И все-таки в лучших сценах Черкасова в первой серии (болезнь, эпизод у гроба Анастасии) звучало предвестие могучих трагедийных открытий. И они свершились. Во второй серии в исполнении Черкасова не оставалось и тени какой-то неточности, приблизительности. Не было места ложному пафосу и актерской холодной риторике. Теперь игра Черкасова никого не могла оставить равнодушным — она потрясала.

По-прежнему все движения черкасовского Ивана Грозного, даже в минуты самого сильного волнения, а может быть, особенно в это время, оставались графически изысканными, сложными и многозначными, как иероглифы. Так же как и в первой серии, в них не было никакой бытовой незавершенности, расплывчатости, зыбкости. Как и прежде, черкасовская пластика обладала острой выразительностью пантомимы. Вот когда в полной мере пригодилась ему юношеская школа эксцентрики! Артист вспомнил (а вернее, никогда и не забывал) некоторые свои трюки и использовал их в фильме. Но то, что смешило когда-то своей странностью, алогичностью гротеска, то есть смешило само по себе, теперь было психологически насыщено, отражало смятенное, напряженное, то есть «ненормальное» душевное состояние Ивана Грозного.

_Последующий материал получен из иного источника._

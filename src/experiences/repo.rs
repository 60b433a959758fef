use anyhow::Context;
use async_trait::async_trait;
use sqlx::PgPool;
use uuid::Uuid;

use super::repo_types::{NewExperience, TaskExperience};

/// Journal entries participants write about their shared quests.
///
/// Listings are newest first and carry the author's name. Entries go away
/// together with their match.
#[async_trait]
pub trait ExperienceLog: Send + Sync {
    async fn add(&self, new: NewExperience<'_>) -> anyhow::Result<TaskExperience>;

    async fn list_for_match(&self, match_id: Uuid) -> anyhow::Result<Vec<TaskExperience>>;

    /// Everything `user_id` wrote, across all of their matches.
    async fn list_for_author(&self, user_id: Uuid) -> anyhow::Result<Vec<TaskExperience>>;
}

#[derive(Clone)]
pub struct PgExperienceLog {
    db: PgPool,
}

impl PgExperienceLog {
    pub fn new(db: PgPool) -> Self {
        Self { db }
    }
}

#[async_trait]
impl ExperienceLog for PgExperienceLog {
    async fn add(&self, new: NewExperience<'_>) -> anyhow::Result<TaskExperience> {
        let row = sqlx::query_as::<_, TaskExperience>(
            r#"
            WITH inserted AS (
                INSERT INTO task_experiences (match_id, user_id, content, proof_url)
                VALUES ($1, $2, $3, $4)
                RETURNING id, match_id, user_id, content, proof_url, created_at
            )
            SELECT i.id, i.match_id, i.user_id, u.name AS author_name,
                   i.content, i.proof_url, i.created_at
              FROM inserted i
              JOIN users u ON u.id = i.user_id
            "#,
        )
        .bind(new.match_id)
        .bind(new.user_id)
        .bind(new.content)
        .bind(new.proof_url)
        .fetch_one(&self.db)
        .await
        .context("insert experience")?;
        Ok(row)
    }

    async fn list_for_match(&self, match_id: Uuid) -> anyhow::Result<Vec<TaskExperience>> {
        let rows = sqlx::query_as::<_, TaskExperience>(
            r#"
            SELECT e.id, e.match_id, e.user_id, u.name AS author_name,
                   e.content, e.proof_url, e.created_at
              FROM task_experiences e
              JOIN users u ON u.id = e.user_id
             WHERE e.match_id = $1
             ORDER BY e.created_at DESC, e.id
            "#,
        )
        .bind(match_id)
        .fetch_all(&self.db)
        .await
        .context("list match experiences")?;
        Ok(rows)
    }

    async fn list_for_author(&self, user_id: Uuid) -> anyhow::Result<Vec<TaskExperience>> {
        let rows = sqlx::query_as::<_, TaskExperience>(
            r#"
            SELECT e.id, e.match_id, e.user_id, u.name AS author_name,
                   e.content, e.proof_url, e.created_at
              FROM task_experiences e
              JOIN users u ON u.id = e.user_id
             WHERE e.user_id = $1
             ORDER BY e.created_at DESC, e.id
            "#,
        )
        .bind(user_id)
        .fetch_all(&self.db)
        .await
        .context("list own experiences")?;
        Ok(rows)
    }
}
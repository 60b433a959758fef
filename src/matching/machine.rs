use rand::Rng;
use uuid::Uuid;

use super::{
    model::{Match, MatchStatus, TaskStatus},
    tasks,
};
use crate::{catalog::repo_types::Task, error::ApiError};

/// A participant's request, with whatever input the action needs.
#[derive(Debug, Clone, Copy)]
pub enum Command<'a> {
    RequestFriend,
    AcceptFriend,
    DeclineFriend,
    PartWays,
    StartTask,
    CompleteTask { proof_url: &'a str },
    /// `pool` is the caller's full trait task pool.
    AssignTask { pool: &'a [Task] },
}

/// What applying a command does to the stored row.
#[derive(Debug, Clone, PartialEq, Eq)]
pub enum Outcome {
    /// Nothing to write; the command was a repeat.
    Unchanged,
    /// Replace the row with this state.
    Update(Match),
    /// Delete the row.
    Dissolve,
}

/// Compute the effect of `cmd` issued by `caller` on `current`.
///
/// Pure: the caller persists the outcome. Only participants may act.
///
/// `StartTask` on a completed quest is a conflict; the pair has to ask for a
/// new quest with `AssignTask` first. Repeating `StartTask` on an ongoing
/// quest changes nothing.
pub fn transition<R: Rng + ?Sized>(
    current: &Match,
    caller: Uuid,
    cmd: &Command<'_>,
    rng: &mut R,
) -> Result<Outcome, ApiError> {
    if !current.has_participant(caller) {
        return Err(ApiError::Unauthorized(
            "not a participant of this match".into(),
        ));
    }

    let mut next = current.clone();
    match *cmd {
        Command::PartWays => return Ok(Outcome::Dissolve),

        Command::DeclineFriend => {
            return match current.status {
                MatchStatus::FriendRequested { by } if by != caller => Ok(Outcome::Dissolve),
                MatchStatus::FriendRequested { .. } => Err(ApiError::Conflict(
                    "you cannot decline your own friend request".into(),
                )),
                _ => Err(ApiError::Conflict("there is no friend request to decline".into())),
            };
        }

        Command::RequestFriend => match current.status {
            MatchStatus::FriendRequested { by } if by == caller => return Ok(Outcome::Unchanged),
            MatchStatus::FriendRequested { .. } => next.status = MatchStatus::Friend,
            MatchStatus::Live | MatchStatus::Friend => {
                next.status = MatchStatus::FriendRequested { by: caller }
            }
        },

        Command::AcceptFriend => match current.status {
            MatchStatus::FriendRequested { .. } => next.status = MatchStatus::Friend,
            MatchStatus::Friend => return Ok(Outcome::Unchanged),
            MatchStatus::Live => {
                return Err(ApiError::Conflict(
                    "there is no friend request to accept".into(),
                ))
            }
        },

        Command::StartTask => match current.task_status {
            TaskStatus::Pending => next.task_status = TaskStatus::Ongoing,
            TaskStatus::Ongoing => return Ok(Outcome::Unchanged),
            TaskStatus::Completed => {
                return Err(ApiError::Conflict(
                    "this quest is already completed, ask for a new one".into(),
                ))
            }
        },

        Command::CompleteTask { proof_url } => {
            let proof_url = proof_url.trim();
            if proof_url.is_empty() {
                return Err(ApiError::Validation("proof_url is required".into()));
            }
            next.task_status = TaskStatus::Completed;
            next.task_proof_url = Some(proof_url.to_string());
        }

        Command::AssignTask { pool } => {
            let task = tasks::pick_reassignment(pool, current.task_id, rng)
                .ok_or(ApiError::NoTasks)?;
            next.task_id = task.id;
            next.task_status = TaskStatus::Pending;
            next.task_proof_url = None;
        }
    }
    Ok(Outcome::Update(next))
}
use serde::{Deserialize, Serialize};
use uuid::Uuid;

use super::repo_types::User;

#[derive(Debug, Deserialize)]
pub struct RegisterRequest {
    pub email: String,
    pub password: String,
    pub name: String,
    pub gender: String,
    pub age: i64,
}

#[derive(Debug, Deserialize)]
pub struct LoginRequest {
    pub email: String,
    pub password: String,
}

#[derive(Debug, Deserialize)]
pub struct RefreshRequest {
    pub refresh_token: String,
}

/// Returned by register, login and refresh.
#[derive(Debug, Serialize)]
pub struct AuthResponse {
    pub access_token: String,
    pub refresh_token: String,
    pub user: PublicUser,
}

/// The part of an account its owner may see.
#[derive(Debug, Serialize)]
pub struct PublicUser {
    pub id: Uuid,
    pub email: String,
    pub name: String,
    pub age: Option<i32>,
    pub gender: Option<String>,
}

impl From<User> for PublicUser {
    fn from(u: User) -> Self {
        Self {
            id: u.id,
            email: u.email,
            name: u.name,
            age: u.age,
            gender: u.gender,
        }
    }
}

…Тянется рука Ивана к кубку, из которого дал он в последний раз напиться своей жене Анастасии. Тянется, тянется, вылезает худая рука из пышного царского рукава, и кажется она бесконечной. Как будто хочет и не хочет дотронуться царь до кубка. Шевелится в душе Ивана подозрение: в кубке был яд. «Отравили?» — шепчет. «Отравили, — кричит, — юницу мою?!» А кто же дал ему тогда этот кубок? Ефросинья Старицкая… Неужели она, тетка царская, решилась на страшное дело? Тянется рука Ивана к кубку — растет его подозрение. И если возьмет он кубок, дотронется до него — станет подозрение уверенностью, и нужно будет действовать, мстить за жену, а это снова — злоба, кровь, смерть. Царь и хочет мести, и боится ее — вот почему так долго тянется к кубку его рука и как будто не может дотянуться. Бесконечен ее путь, и сколько за ним трагического смысла, горьких и злобных дум, чувств… Сколько сомнений, гордости, подозрительности и боли…

Во второй серии содержание всех высказываний Ивана Грозного, по сути дела, мало чем отличалось от его прежних речей. Он так же говорил о своей великой ответственности перед страной, о боярском предательстве, считал себя выразителем народной воли — «божий глас в той воле слышу». Царь по-прежнему думал о том, что все его деяния свершаются «ради Русского царства великого».

Но происходила удивительная вещь: теперь все эти слова не воспринимались уже так однозначно, как в первой серии. Раньше для того «примерно правильного эмоционального посыла», о котором говорит Кузнецов, вполне было достаточно небольшого количества интонаций, можно было обойтись без полутонов. Интонационная скудость и, если так можно выразиться, жесткость, в свою очередь, деспотически воздействовали на зрительское восприятие и почти не оставляли места зрительской интуиции. Зрителя уверенно подводили к однозначному выводу: Иван Грозный — великий человек и во всем прав.

Вторая серия не давала таких простых ответов. Каждое слово черкасовского героя теперь несло в себе великое множество оттенков. Иван был поистине мудр и одновременно жесток и нерешителен. Коварен, дальновиден, лукав, дьявольски хитер, а иногда неожиданно добродушен. Вдруг ощущалась в нем какая-то возвышенная наивность, и тогда кощунственным парафразом звучала в его отношениях с Малютой Скуратовым тема Дон Кихота и Санчо Пансы. В Грозном причудливо уживались вера в святость своего дела, в избранничество с холодным цинизмом политического интригана и демагога. Такому Ивану можно было в чем-то сочувствовать и было за что его осуждать и ненавидеть. Но в любом случае черкасовский герой заставлял размышлять.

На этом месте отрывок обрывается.